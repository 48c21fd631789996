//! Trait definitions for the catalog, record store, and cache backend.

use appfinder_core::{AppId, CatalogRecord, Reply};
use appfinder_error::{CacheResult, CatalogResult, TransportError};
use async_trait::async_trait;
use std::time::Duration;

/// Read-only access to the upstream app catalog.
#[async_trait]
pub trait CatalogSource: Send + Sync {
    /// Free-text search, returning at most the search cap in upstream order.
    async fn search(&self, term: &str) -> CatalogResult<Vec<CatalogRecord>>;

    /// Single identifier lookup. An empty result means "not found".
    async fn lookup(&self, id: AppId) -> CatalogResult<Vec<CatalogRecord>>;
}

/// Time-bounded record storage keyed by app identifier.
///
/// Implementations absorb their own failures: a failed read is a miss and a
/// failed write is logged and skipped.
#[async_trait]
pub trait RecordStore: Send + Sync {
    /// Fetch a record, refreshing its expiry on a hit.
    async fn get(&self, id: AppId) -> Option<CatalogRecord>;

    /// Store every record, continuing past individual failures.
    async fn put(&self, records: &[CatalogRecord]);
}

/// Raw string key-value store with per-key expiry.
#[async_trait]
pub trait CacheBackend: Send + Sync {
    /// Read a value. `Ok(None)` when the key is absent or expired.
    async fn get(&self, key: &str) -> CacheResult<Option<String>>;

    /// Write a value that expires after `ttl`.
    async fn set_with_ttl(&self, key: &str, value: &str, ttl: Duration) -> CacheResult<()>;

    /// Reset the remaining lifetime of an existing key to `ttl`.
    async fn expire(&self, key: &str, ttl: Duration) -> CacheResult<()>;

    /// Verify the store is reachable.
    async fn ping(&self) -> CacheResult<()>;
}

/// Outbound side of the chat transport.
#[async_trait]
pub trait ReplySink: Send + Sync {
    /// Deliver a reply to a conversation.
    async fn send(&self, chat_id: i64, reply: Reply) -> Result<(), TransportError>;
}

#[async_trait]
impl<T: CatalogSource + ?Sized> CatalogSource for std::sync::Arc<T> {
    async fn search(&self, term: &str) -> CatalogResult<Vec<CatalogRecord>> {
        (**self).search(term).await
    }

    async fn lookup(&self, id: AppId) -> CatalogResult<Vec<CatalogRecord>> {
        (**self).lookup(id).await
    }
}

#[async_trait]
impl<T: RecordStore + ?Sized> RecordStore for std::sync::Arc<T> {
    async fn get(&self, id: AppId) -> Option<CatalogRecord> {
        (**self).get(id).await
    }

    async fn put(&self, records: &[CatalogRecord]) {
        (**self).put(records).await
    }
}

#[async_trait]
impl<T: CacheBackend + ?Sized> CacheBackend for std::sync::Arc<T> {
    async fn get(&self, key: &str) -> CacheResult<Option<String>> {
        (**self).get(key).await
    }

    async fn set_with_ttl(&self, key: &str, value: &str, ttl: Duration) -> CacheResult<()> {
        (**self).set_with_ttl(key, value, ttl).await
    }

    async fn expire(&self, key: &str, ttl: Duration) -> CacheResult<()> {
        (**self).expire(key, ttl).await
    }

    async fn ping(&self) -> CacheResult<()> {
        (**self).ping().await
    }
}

################

__PROMPT__:
Scan the entries above for the line containing "pub trait RecordStore: Send", and copy it and all lines after it exactly, down to and including the line containing "pub trait CacheBackend: Send".

__EXERCISE RESULT__:
pub trait RecordStore: Send + Sync {
    /// Fetch a record, refreshing its expiry on a hit.
    async fn get(&self, id: AppId) -> Option<CatalogRecord>;

    /// Store every record, continuing past individual failures.
    async fn put(&self, records: &[CatalogRecord]);
}

/// Raw string key-value store with per-key expiry.
#[async_trait]
pub trait CacheBackend: Send + Sync {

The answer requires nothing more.